The problem = Of the lines in the data below, count the ones holding the string "entry", and answer with that number only.

Extracted information =
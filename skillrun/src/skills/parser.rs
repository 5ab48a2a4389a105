//! `SKILL.md` parsing: YAML frontmatter, markdown sections, file indexes.

use std::collections::BTreeMap;
use std::fs;
use std::path::{Path, PathBuf};

use anyhow::{Context, Result, anyhow, bail};
use serde_json::{Map, Value};
use serde_yaml::{Mapping, Value as YamlValue};

pub const SKILL_FILE: &str = "SKILL.md";
const DEFAULT_VERSION: &str = "0.1.0";
const FRONTMATTER_START: &str = "---\n";
const FRONTMATTER_END: &str = "\n---\n";

/// Frontmatter fields of a skill.
#[derive(Debug, Clone, PartialEq)]
pub struct SkillMetadata {
    pub name: String,
    pub description: String,
    pub tags: Vec<String>,
    pub version: String,
    pub allowed_tools: Vec<String>,
    pub references_index: Vec<String>,
    pub action_aliases: BTreeMap<String, String>,
    /// Action name -> default params, in declaration order.
    pub default_action_params: Vec<(String, Map<String, Value>)>,
}

#[derive(Debug, Clone, PartialEq, Eq)]
pub struct SkillSection {
    pub title: String,
    pub content: String,
}

/// A loaded skill. Immutable after parsing.
#[derive(Debug, Clone, PartialEq)]
pub struct Skill {
    pub metadata: SkillMetadata,
    pub skill_dir: PathBuf,
    pub skill_md_path: PathBuf,
    pub body: String,
    pub sections: Vec<SkillSection>,
    pub references: Vec<String>,
    pub scripts: Vec<String>,
}

impl Skill {
    pub fn name(&self) -> &str {
        &self.metadata.name
    }
}

/// Parse `<skill_dir>/SKILL.md` and index its `references/` and `scripts/`.
pub fn parse_skill(skill_dir: &Path) -> Result<Skill> {
    let skill_md_path = skill_dir.join(SKILL_FILE);
    if !skill_md_path.is_file() {
        bail!("missing {SKILL_FILE} in {}", skill_dir.display());
    }
    let raw = fs::read_to_string(&skill_md_path)
        .with_context(|| format!("read {}", skill_md_path.display()))?;
    let raw = raw.replace("\r\n", "\n");
    let (frontmatter, body) = split_frontmatter(&raw)
        .with_context(|| format!("parse frontmatter {}", skill_md_path.display()))?;

    let name = scalar_string(frontmatter.get("name")).unwrap_or_default();
    if name.is_empty() {
        bail!(
            "skill frontmatter must include non-empty 'name' in {}",
            skill_md_path.display()
        );
    }
    let description = scalar_string(frontmatter.get("description")).unwrap_or_default();
    if description.is_empty() {
        bail!(
            "skill frontmatter must include non-empty 'description' in {}",
            skill_md_path.display()
        );
    }

    let references = index_relative_files(&skill_dir.join("references"), skill_dir)?;
    let scripts = index_relative_files(&skill_dir.join("scripts"), skill_dir)?;
    let metadata = SkillMetadata {
        name,
        description,
        tags: string_list(frontmatter.get("tags")),
        version: scalar_string(frontmatter.get("version"))
            .filter(|version| !version.is_empty())
            .unwrap_or_else(|| DEFAULT_VERSION.to_string()),
        allowed_tools: string_list(frontmatter.get("allowed_tools")),
        references_index: references.clone(),
        action_aliases: string_map(frontmatter.get("action_aliases")),
        default_action_params: params_table(frontmatter.get("default_action_params")),
    };

    Ok(Skill {
        metadata,
        skill_dir: skill_dir.to_path_buf(),
        skill_md_path,
        sections: parse_sections(body),
        body: body.to_string(),
        references,
        scripts,
    })
}

fn split_frontmatter(raw: &str) -> Result<(Mapping, &str)> {
    let rest = raw
        .strip_prefix(FRONTMATTER_START)
        .ok_or_else(|| anyhow!("missing YAML frontmatter start delimiter"))?;
    // The closing marker may directly follow the opening one (empty frontmatter).
    let (yaml, body) = if let Some(body) = rest.strip_prefix("---\n") {
        ("", body)
    } else {
        let end = rest
            .find(FRONTMATTER_END)
            .ok_or_else(|| anyhow!("missing YAML frontmatter end delimiter"))?;
        (&rest[..end], &rest[end + FRONTMATTER_END.len()..])
    };
    let value: YamlValue = serde_yaml::from_str(yaml).context("parse YAML frontmatter")?;
    match value {
        YamlValue::Null => Ok((Mapping::new(), body)),
        YamlValue::Mapping(mapping) => Ok((mapping, body)),
        _ => bail!("frontmatter must be a mapping"),
    }
}

/// Split a markdown body on heading lines, preserving order.
pub fn parse_sections(body: &str) -> Vec<SkillSection> {
    let mut sections: Vec<SkillSection> = Vec::new();
    let mut push = |title: String, lines: &[&str]| {
        let content = lines.join("\n").trim().to_string();
        if let Some(existing) = sections.iter_mut().find(|section| section.title == title) {
            existing.content = content;
        } else {
            sections.push(SkillSection { title, content });
        }
    };

    let mut current = "Overview".to_string();
    let mut buffer: Vec<&str> = Vec::new();
    for line in body.lines() {
        if line.starts_with('#') {
            push(std::mem::take(&mut current), &buffer);
            let title = line.trim_start_matches('#').trim();
            current = if title.is_empty() {
                "Untitled".to_string()
            } else {
                title.to_string()
            };
            buffer.clear();
        } else {
            buffer.push(line);
        }
    }
    push(current, &buffer);
    sections.retain(|section| !section.content.is_empty());
    sections
}

/// Sorted file paths under `dir`, relative to `skill_dir`, `/`-separated.
fn index_relative_files(dir: &Path, skill_dir: &Path) -> Result<Vec<String>> {
    let mut files = Vec::new();
    if dir.is_dir() {
        collect_files(dir, &mut files)?;
    }
    files.sort();
    Ok(files
        .iter()
        .filter_map(|path| path.strip_prefix(skill_dir).ok())
        .map(|rel| {
            rel.components()
                .map(|part| part.as_os_str().to_string_lossy().into_owned())
                .collect::<Vec<_>>()
                .join("/")
        })
        .collect())
}

fn collect_files(dir: &Path, out: &mut Vec<PathBuf>) -> Result<()> {
    let entries = fs::read_dir(dir).with_context(|| format!("read dir {}", dir.display()))?;
    for entry in entries {
        let path = entry
            .with_context(|| format!("read entry in {}", dir.display()))?
            .path();
        if path.is_dir() {
            collect_files(&path, out)?;
        } else if path.is_file() {
            out.push(path);
        }
    }
    Ok(())
}

fn scalar_string(value: Option<&YamlValue>) -> Option<String> {
    match value? {
        YamlValue::String(text) => Some(text.trim().to_string()),
        YamlValue::Number(number) => Some(number.to_string()),
        YamlValue::Bool(flag) => Some(flag.to_string()),
        _ => None,
    }
}

fn string_list(value: Option<&YamlValue>) -> Vec<String> {
    match value {
        Some(YamlValue::Sequence(items)) => items
            .iter()
            .filter_map(|item| scalar_string(Some(item)))
            .collect(),
        _ => Vec::new(),
    }
}

fn string_map(value: Option<&YamlValue>) -> BTreeMap<String, String> {
    let Some(YamlValue::Mapping(mapping)) = value else {
        return BTreeMap::new();
    };
    mapping
        .iter()
        .filter_map(|(key, value)| Some((scalar_string(Some(key))?, scalar_string(Some(value))?)))
        .collect()
}

fn params_table(value: Option<&YamlValue>) -> Vec<(String, Map<String, Value>)> {
    let Some(YamlValue::Mapping(mapping)) = value else {
        return Vec::new();
    };
    mapping
        .iter()
        .filter_map(|(key, value)| {
            let action = scalar_string(Some(key))?;
            let YamlValue::Mapping(_) = value else {
                return None;
            };
            match serde_json::to_value(value) {
                Ok(Value::Object(params)) => Some((action, params)),
                _ => None,
            }
        })
        .collect()
}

Reply to the exercise = 3